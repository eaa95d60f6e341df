// workhub-messaging-core/src/replica/record.rs
use std::fmt;

use serde::{Deserialize, Deserializer, Serialize};
use serde_json::Value;

use crate::MessagingError;

/// Flat field map of a replica record.
pub type Fields = serde_json::Map<String, Value>;

/// External identifier of a replicated entity, as issued by the owning service.
///
/// Integer ids arrive either as JSON numbers or as their decimal string (URL
/// primary keys), so a string in canonical decimal form is always read as
/// [`RecordId::Int`]. `7` and `"7"` name the same record.
#[derive(Debug, Clone, PartialEq, Eq, Hash, Serialize)]
#[serde(untagged)]
pub enum RecordId {
    Int(i64),
    Str(String),
}

impl RecordId {
    pub fn from_value(value: &Value) -> Option<Self> {
        match value {
            Value::Number(n) => n.as_i64().map(RecordId::Int),
            Value::String(s) if !s.is_empty() => Some(RecordId::from_text(s)),
            _ => None,
        }
    }

    fn from_text(s: &str) -> Self {
        match s.parse::<i64>() {
            Ok(i) if i.to_string() == s => RecordId::Int(i),
            _ => RecordId::Str(s.to_string()),
        }
    }

    /// Reads the identifier from a bare scalar payload, or from the first of
    /// `fields` present on an object payload.
    pub fn from_payload(payload: &Value, fields: &[&str]) -> Result<Self, MessagingError> {
        let found = match payload {
            Value::Object(map) => fields
                .iter()
                .find_map(|f| map.get(*f).and_then(RecordId::from_value)),
            other => RecordId::from_value(other),
        };
        found.ok_or_else(|| {
            MessagingError::Handler(format!(
                "payload carries no identifier (looked for {fields:?}): {payload}"
            ))
        })
    }

    pub fn to_value(&self) -> Value {
        match self {
            RecordId::Int(i) => Value::from(*i),
            RecordId::Str(s) => Value::from(s.as_str()),
        }
    }
}

impl<'de> Deserialize<'de> for RecordId {
    fn deserialize<D: Deserializer<'de>>(deserializer: D) -> Result<Self, D::Error> {
        let value = Value::deserialize(deserializer)?;
        RecordId::from_value(&value).ok_or_else(|| {
            serde::de::Error::custom(format!("not a record identifier: {value}"))
        })
    }
}

impl fmt::Display for RecordId {
    fn fmt(&self, f: &mut fmt::Formatter<'_>) -> fmt::Result {
        match self {
            RecordId::Int(i) => write!(f, "{i}"),
            RecordId::Str(s) => f.write_str(s),
        }
    }
}

/// Discriminator between the two person subtypes.
#[derive(Debug, Clone, Copy, PartialEq, Eq, Serialize, Deserialize)]
pub enum PersonKind {
    Customer,
    Worker,
}

#[derive(Debug, Clone, Copy, Default, PartialEq, Eq, Serialize, Deserialize)]
pub enum LoginStatus {
    #[default]
    Login,
    Logout,
}

impl LoginStatus {
    pub fn from_action(action: &str) -> Option<Self> {
        match action {
            "login" => Some(Self::Login),
            "logout" => Some(Self::Logout),
            _ => None,
        }
    }
}

/// Local copy of a person owned by the user service.
#[derive(Debug, Clone, PartialEq, Serialize, Deserialize)]
pub struct PersonReplica {
    pub id_person: RecordId,
    #[serde(default, skip_serializing_if = "Option::is_none")]
    pub id_user: Option<RecordId>,
    #[serde(default)]
    pub login_status: LoginStatus,
    #[serde(default, skip_serializing_if = "Option::is_none")]
    pub user_type: Option<PersonKind>,
}

impl PersonReplica {
    pub fn into_fields(self) -> Result<Fields, MessagingError> {
        match serde_json::to_value(self)? {
            Value::Object(map) => Ok(map),
            other => Err(MessagingError::Serialization(format!(
                "person replica serialized to a non-object: {other}"
            ))),
        }
    }

    pub fn from_fields(fields: Fields) -> Result<Self, MessagingError> {
        Ok(serde_json::from_value(Value::Object(fields))?)
    }
}
// workhub-messaging-core/src/dispatch.rs
use std::collections::HashMap;
use std::sync::Arc;

use async_trait::async_trait;
use tracing::{debug, error, instrument, Span};

use crate::replica::ReplicaHandler;
use crate::{telemetry, EventCallback, MessagingError, RoutingKey};

/// Handlers by `(entity_class, action)`. Fixed once the consumer starts.
#[derive(Clone, Default)]
pub struct DispatchTable {
    routes: HashMap<(String, String), Arc<dyn ReplicaHandler>>,
}

impl DispatchTable {
    pub fn new() -> Self {
        Self::default()
    }

    pub fn route(mut self, entity: &str, action: &str, handler: Arc<dyn ReplicaHandler>) -> Self {
        self.routes
            .insert((entity.to_string(), action.to_string()), handler);
        self
    }

    pub fn routes(self, entity: &str, actions: &[&str], handler: Arc<dyn ReplicaHandler>) -> Self {
        actions.iter().fold(self, |table, action| {
            table.route(entity, action, Arc::clone(&handler))
        })
    }

    pub fn lookup(&self, entity: &str, action: &str) -> Option<&Arc<dyn ReplicaHandler>> {
        self.routes.get(&(entity.to_string(), action.to_string()))
    }

    pub fn handles_entity(&self, entity: &str) -> bool {
        self.routes.keys().any(|(e, _)| e == entity)
    }

    pub fn len(&self) -> usize {
        self.routes.len()
    }

    pub fn is_empty(&self) -> bool {
        self.routes.is_empty()
    }
}

#[derive(Debug, Clone, PartialEq, Eq)]
pub enum DispatchOutcome {
    Applied { entity: String, action: String },
    Dropped(DropReason),
}

/// Why a delivery was ignored. None of these are errors: the exchange is shared.
#[derive(Debug, Clone, PartialEq, Eq)]
pub enum DropReason {
    MalformedKey,
    OtherDestination(String),
    NoHandler { entity: String, action: String },
}

/// Routes deliveries addressed to one service into its replica handlers.
pub struct Dispatcher {
    service: String,
    table: DispatchTable,
    span: Span,
}

impl Dispatcher {
    pub fn new(service: impl Into<String>, table: DispatchTable) -> Self {
        let service = service.into();
        let span = telemetry::service_span(&service);
        Self {
            service,
            table,
            span,
        }
    }

    pub fn service(&self) -> &str {
        &self.service
    }

    #[instrument(parent = &self.span, skip(self, body))]
    pub async fn dispatch(
        &self,
        routing_key: &str,
        body: &[u8],
    ) -> Result<DispatchOutcome, MessagingError> {
        let rk = match RoutingKey::decode(routing_key) {
            Ok(rk) => rk,
            Err(e) => {
                debug!(routing_key, error = %e, "dropping unparsable routing key");
                return Ok(DispatchOutcome::Dropped(DropReason::MalformedKey));
            }
        };

        if !rk.is_addressed_to(&self.service) {
            debug!(routing_key, destination = %rk.destination, "dropping event for another service");
            return Ok(DispatchOutcome::Dropped(DropReason::OtherDestination(
                rk.destination,
            )));
        }

        let Some(handler) = self.table.lookup(&rk.entity, &rk.action) else {
            debug!(routing_key, "no handler registered");
            return Ok(DispatchOutcome::Dropped(DropReason::NoHandler {
                entity: rk.entity,
                action: rk.action,
            }));
        };

        let payload: serde_json::Value = serde_json::from_slice(body)?;
        if let Err(e) = handler.apply(&rk.action, payload).await {
            error!(routing_key, error = %e, "replica handler failed");
            return Err(MessagingError::Handler(format!("{routing_key}: {e}")));
        }

        debug!(routing_key, "event applied");
        Ok(DispatchOutcome::Applied {
            entity: rk.entity,
            action: rk.action,
        })
    }
}

#[async_trait]
impl EventCallback for Dispatcher {
    async fn handle(&self, routing_key: &str, body: &[u8]) -> Result<(), MessagingError> {
        self.dispatch(routing_key, body).await.map(|_| ())
    }
}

• • • • •

**Activity:** Would you please copy the material above exactly, with nothing left out?

**The completed task:**
repository eaa95d60f6e341df
// workhub-messaging-core/src/replica/record.rs
use std::fmt;

use serde::{Deserialize, Deserializer, Serialize};
use serde_json::Value;

use crate::MessagingError;

/// Flat field map of a replica record.
pub type Fields = serde_json::Map<String, Value>;

/// External identifier of a replicated entity, as issued by the owning service.
///
/// Integer ids arrive either as JSON numbers or as their decimal string (URL
/// primary keys), so a string in canonical decimal form is always read as
/// [`RecordId::Int`]. `7` and `"7"` name the same record.
#[derive(Debug, Clone, PartialEq, Eq, Hash, Serialize)]
#[serde(untagged)]
pub enum RecordId {
    Int(i64),
    Str(String),
}

impl RecordId {
    pub fn from_value(value: &Value) -> Option<Self> {
        match value {
            Value::Number(n) => n.as_i64().map(RecordId::Int),
            Value::String(s) if !s.is_empty() => Some(RecordId::from_text(s)),
            _ => None,
        }
    }

    fn from_text(s: &str) -> Self {
        match s.parse::<i64>() {
            Ok(i) if i.to_string() == s => RecordId::Int(i),
            _ => RecordId::Str(s.to_string()),
        }
    }

    /// Reads the identifier from a bare scalar payload, or from the first of
    /// `fields` present on an object payload.
    pub fn from_payload(payload: &Value, fields: &[&str]) -> Result<Self, MessagingError> {
        let found = match payload {
            Value::Object(map) => fields
                .iter()
                .find_map(|f| map.get(*f).and_then(RecordId::from_value)),
            other => RecordId::from_value(other),
        };
        found.ok_or_else(|| {
            MessagingError::Handler(format!(
                "payload carries no identifier (looked for {fields:?}): {payload}"
            ))
        })
    }

    pub fn to_value(&self) -> Value {
        match self {
            RecordId::Int(i) => Value::from(*i),
            RecordId::Str(s) => Value::from(s.as_str()),
        }
    }
}

impl<'de> Deserialize<'de> for RecordId {
    fn deserialize<D: Deserializer<'de>>(deserializer: D) -> Result<Self, D::Error> {
        let value = Value::deserialize(deserializer)?;
        RecordId::from_value(&value).ok_or_else(|| {
            serde::de::Error::custom(format!("not a record identifier: {value}"))
        })
    }
}

impl fmt::Display for RecordId {
    fn fmt(&self, f: &mut fmt::Formatter<'_>) -> fmt::Result {
        match self {
            RecordId::Int(i) => write!(f, "{i}"),
            RecordId::Str(s) => f.write_str(s),
        }
    }
}

/// Discriminator between the two person subtypes.
#[derive(Debug, Clone, Copy, PartialEq, Eq, Serialize, Deserialize)]
pub enum PersonKind {
    Customer,
    Worker,
}

#[derive(Debug, Clone, Copy, Default, PartialEq, Eq, Serialize, Deserialize)]
pub enum LoginStatus {
    #[default]
    Login,
    Logout,
}

impl LoginStatus {
    pub fn from_action(action: &str) -> Option<Self> {
        match action {
            "login" => Some(Self::Login),
            "logout" => Some(Self::Logout),
            _ => None,
        }
    }
}

/// Local copy of a person owned by the user service.
#[derive(Debug, Clone, PartialEq, Serialize, Deserialize)]
pub struct PersonReplica {
    pub id_person: RecordId,
    #[serde(default, skip_serializing_if = "Option::is_none")]
    pub id_user: Option<RecordId>,
    #[serde(default)]
    pub login_status: LoginStatus,
    #[serde(default, skip_serializing_if = "Option::is_none")]
    pub user_type: Option<PersonKind>,
}

impl PersonReplica {
    pub fn into_fields(self) -> Result<Fields, MessagingError> {
        match serde_json::to_value(self)? {
            Value::Object(map) => Ok(map),
            other => Err(MessagingError::Serialization(format!(
                "person replica serialized to a non-object: {other}"
            ))),
        }
    }

    pub fn from_fields(fields: Fields) -> Result<Self, MessagingError> {
        Ok(serde_json::from_value(Value::Object(fields))?)
    }
}
// workhub-messaging-core/src/dispatch.rs
use std::collections::HashMap;
use std::sync::Arc;

use async_trait::async_trait;
use tracing::{debug, error, instrument, Span};

use crate::replica::ReplicaHandler;
use crate::{telemetry, EventCallback, MessagingError, RoutingKey};

/// Handlers by `(entity_class, action)`. Fixed once the consumer starts.
#[derive(Clone, Default)]
pub struct DispatchTable {
    routes: HashMap<(String, String), Arc<dyn ReplicaHandler>>,
}

impl DispatchTable {
    pub fn new() -> Self {
        Self::default()
    }

    pub fn route(mut self, entity: &str, action: &str, handler: Arc<dyn ReplicaHandler>) -> Self {
        self.routes
            .insert((entity.to_string(), action.to_string()), handler);
        self
    }

    pub fn routes(self, entity: &str, actions: &[&str], handler: Arc<dyn ReplicaHandler>) -> Self {
        actions.iter().fold(self, |table, action| {
            table.route(entity, action, Arc::clone(&handler))
        })
    }

    pub fn lookup(&self, entity: &str, action: &str) -> Option<&Arc<dyn ReplicaHandler>> {
        self.routes.get(&(entity.to_string(), action.to_string()))
    }

    pub fn handles_entity(&self, entity: &str) -> bool {
        self.routes.keys().any(|(e, _)| e == entity)
    }

    pub fn len(&self) -> usize {
        self.routes.len()
    }

    pub fn is_empty(&self) -> bool {
        self.routes.is_empty()
    }
}

#[derive(Debug, Clone, PartialEq, Eq)]
pub enum DispatchOutcome {
    Applied { entity: String, action: String },
    Dropped(DropReason),
}

/// Why a delivery was ignored. None of these are errors: the exchange is shared.
#[derive(Debug, Clone, PartialEq, Eq)]
pub enum DropReason {
    MalformedKey,
    OtherDestination(String),
    NoHandler { entity: String, action: String },
}

/// Routes deliveries addressed to one service into its replica handlers.
pub struct Dispatcher {
    service: String,
    table: DispatchTable,
    span: Span,
}

impl Dispatcher {
    pub fn new(service: impl Into<String>, table: DispatchTable) -> Self {
        let service = service.into();
        let span = telemetry::service_span(&service);
        Self {
            service,
            table,
            span,
        }
    }

    pub fn service(&self) -> &str {
        &self.service
    }

    #[instrument(parent = &self.span, skip(self, body))]
    pub async fn dispatch(
        &self,
        routing_key: &str,
        body: &[u8],
    ) -> Result<DispatchOutcome, MessagingError> {
        let rk = match RoutingKey::decode(routing_key) {
            Ok(rk) => rk,
            Err(e) => {
                debug!(routing_key, error = %e, "dropping unparsable routing key");
                return Ok(DispatchOutcome::Dropped(DropReason::MalformedKey));
            }
        };

        if !rk.is_addressed_to(&self.service) {
            debug!(routing_key, destination = %rk.destination, "dropping event for another service");
            return Ok(DispatchOutcome::Dropped(DropReason::OtherDestination(
                rk.destination,
            )));
        }

        let Some(handler) = self.table.lookup(&rk.entity, &rk.action) else {
            debug!(routing_key, "no handler registered");
            return Ok(DispatchOutcome::Dropped(DropReason::NoHandler {
                entity: rk.entity,
                action: rk.action,
            }));
        };

        let payload: serde_json::Value = serde_json::from_slice(body)?;
        if let Err(e) = handler.apply(&rk.action, payload).await {
            error!(routing_key, error = %e, "replica handler failed");
            return Err(MessagingError::Handler(format!("{routing_key}: {e}")));
        }

        debug!(routing_key, "event applied");
        Ok(DispatchOutcome::Applied {
            entity: rk.entity,
            action: rk.action,
        })
    }
}

#[async_trait]
impl EventCallback for Dispatcher {
    async fn handle(&self, routing_key: &str, body: &[u8]) -> Result<(), MessagingError> {
        self.dispatch(routing_key, body).await.map(|_| ())
    }
}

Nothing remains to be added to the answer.